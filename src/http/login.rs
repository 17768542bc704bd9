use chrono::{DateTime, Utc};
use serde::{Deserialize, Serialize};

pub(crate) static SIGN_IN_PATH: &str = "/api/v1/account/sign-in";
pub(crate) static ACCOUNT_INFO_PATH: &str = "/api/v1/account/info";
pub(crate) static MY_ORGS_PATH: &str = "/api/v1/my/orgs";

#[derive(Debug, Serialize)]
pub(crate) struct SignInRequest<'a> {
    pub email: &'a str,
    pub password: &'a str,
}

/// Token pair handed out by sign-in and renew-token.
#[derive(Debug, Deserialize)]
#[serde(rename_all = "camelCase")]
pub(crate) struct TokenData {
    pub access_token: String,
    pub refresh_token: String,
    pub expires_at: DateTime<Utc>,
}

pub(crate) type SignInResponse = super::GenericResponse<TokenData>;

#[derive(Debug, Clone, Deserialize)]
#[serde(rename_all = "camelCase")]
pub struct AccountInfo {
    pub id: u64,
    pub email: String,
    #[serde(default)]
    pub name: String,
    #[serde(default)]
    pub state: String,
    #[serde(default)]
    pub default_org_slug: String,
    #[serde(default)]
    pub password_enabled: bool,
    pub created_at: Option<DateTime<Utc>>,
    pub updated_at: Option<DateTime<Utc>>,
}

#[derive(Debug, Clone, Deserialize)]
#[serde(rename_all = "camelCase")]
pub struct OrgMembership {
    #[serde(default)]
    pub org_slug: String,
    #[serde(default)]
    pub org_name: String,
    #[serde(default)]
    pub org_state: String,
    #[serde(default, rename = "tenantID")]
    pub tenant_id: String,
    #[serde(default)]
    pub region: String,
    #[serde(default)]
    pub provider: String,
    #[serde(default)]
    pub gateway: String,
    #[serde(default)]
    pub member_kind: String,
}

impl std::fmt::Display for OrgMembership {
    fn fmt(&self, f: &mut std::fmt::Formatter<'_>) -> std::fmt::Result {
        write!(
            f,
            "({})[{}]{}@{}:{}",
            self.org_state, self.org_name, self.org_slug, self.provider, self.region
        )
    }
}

+++++

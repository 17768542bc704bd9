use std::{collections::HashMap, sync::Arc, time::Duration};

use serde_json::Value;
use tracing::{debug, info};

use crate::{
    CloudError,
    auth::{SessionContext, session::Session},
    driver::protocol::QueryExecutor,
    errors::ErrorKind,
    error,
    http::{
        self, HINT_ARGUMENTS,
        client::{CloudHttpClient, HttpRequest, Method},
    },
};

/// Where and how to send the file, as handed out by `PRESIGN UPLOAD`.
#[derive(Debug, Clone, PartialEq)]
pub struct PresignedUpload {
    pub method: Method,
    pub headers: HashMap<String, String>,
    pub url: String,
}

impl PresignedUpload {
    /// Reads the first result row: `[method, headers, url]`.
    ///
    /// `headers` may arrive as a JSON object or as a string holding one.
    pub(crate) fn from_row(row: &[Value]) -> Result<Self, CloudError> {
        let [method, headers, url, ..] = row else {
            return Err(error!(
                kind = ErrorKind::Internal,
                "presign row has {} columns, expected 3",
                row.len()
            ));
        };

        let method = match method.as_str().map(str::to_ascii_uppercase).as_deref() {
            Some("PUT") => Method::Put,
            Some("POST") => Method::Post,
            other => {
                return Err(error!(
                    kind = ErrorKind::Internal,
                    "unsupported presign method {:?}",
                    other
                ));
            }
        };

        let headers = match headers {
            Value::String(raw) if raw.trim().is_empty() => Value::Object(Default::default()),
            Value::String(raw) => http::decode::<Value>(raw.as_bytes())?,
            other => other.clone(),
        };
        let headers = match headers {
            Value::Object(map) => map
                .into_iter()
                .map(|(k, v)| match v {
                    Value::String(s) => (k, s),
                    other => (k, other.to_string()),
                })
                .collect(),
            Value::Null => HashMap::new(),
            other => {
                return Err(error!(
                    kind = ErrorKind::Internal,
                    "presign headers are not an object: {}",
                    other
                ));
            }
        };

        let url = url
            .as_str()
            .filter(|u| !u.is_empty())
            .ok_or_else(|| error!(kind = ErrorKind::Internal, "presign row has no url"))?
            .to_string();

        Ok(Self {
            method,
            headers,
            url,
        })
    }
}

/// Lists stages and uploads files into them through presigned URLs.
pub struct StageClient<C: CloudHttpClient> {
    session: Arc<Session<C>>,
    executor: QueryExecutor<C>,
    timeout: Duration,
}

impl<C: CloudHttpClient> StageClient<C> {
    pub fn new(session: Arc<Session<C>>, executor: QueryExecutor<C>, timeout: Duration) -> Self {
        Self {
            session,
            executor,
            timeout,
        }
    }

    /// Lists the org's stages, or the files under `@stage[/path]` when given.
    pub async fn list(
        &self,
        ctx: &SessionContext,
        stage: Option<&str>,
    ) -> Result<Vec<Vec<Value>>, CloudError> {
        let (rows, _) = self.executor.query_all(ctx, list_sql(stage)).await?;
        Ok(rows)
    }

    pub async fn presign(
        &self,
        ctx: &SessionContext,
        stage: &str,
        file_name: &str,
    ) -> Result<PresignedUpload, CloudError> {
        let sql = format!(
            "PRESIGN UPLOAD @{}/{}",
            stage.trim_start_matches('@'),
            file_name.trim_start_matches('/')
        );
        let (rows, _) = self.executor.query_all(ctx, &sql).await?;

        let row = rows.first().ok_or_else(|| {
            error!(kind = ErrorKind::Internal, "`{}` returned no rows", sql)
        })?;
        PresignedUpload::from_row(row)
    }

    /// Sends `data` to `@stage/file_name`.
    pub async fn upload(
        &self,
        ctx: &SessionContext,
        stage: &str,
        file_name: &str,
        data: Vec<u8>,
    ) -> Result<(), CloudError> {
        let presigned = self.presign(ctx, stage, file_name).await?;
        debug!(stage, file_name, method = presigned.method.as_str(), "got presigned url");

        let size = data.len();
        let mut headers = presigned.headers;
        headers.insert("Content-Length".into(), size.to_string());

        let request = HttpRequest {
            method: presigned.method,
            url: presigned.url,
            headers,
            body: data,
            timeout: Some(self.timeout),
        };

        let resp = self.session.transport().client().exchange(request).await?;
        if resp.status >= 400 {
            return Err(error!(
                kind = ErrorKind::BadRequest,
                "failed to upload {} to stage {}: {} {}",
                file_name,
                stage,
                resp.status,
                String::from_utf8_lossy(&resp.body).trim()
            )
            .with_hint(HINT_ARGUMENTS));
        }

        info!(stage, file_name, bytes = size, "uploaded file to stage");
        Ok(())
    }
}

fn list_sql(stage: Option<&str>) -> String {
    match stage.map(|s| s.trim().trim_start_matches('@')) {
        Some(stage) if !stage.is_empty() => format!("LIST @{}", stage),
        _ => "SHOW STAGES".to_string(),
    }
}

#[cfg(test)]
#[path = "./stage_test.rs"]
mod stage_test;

+++++

Exercise instructions
If a line in the entries includes the word "first", copy that line out.

Completed task
    /// Reads the first result row: `[method, headers, url]`.
        let row = rows.first().ok_or_else(|| {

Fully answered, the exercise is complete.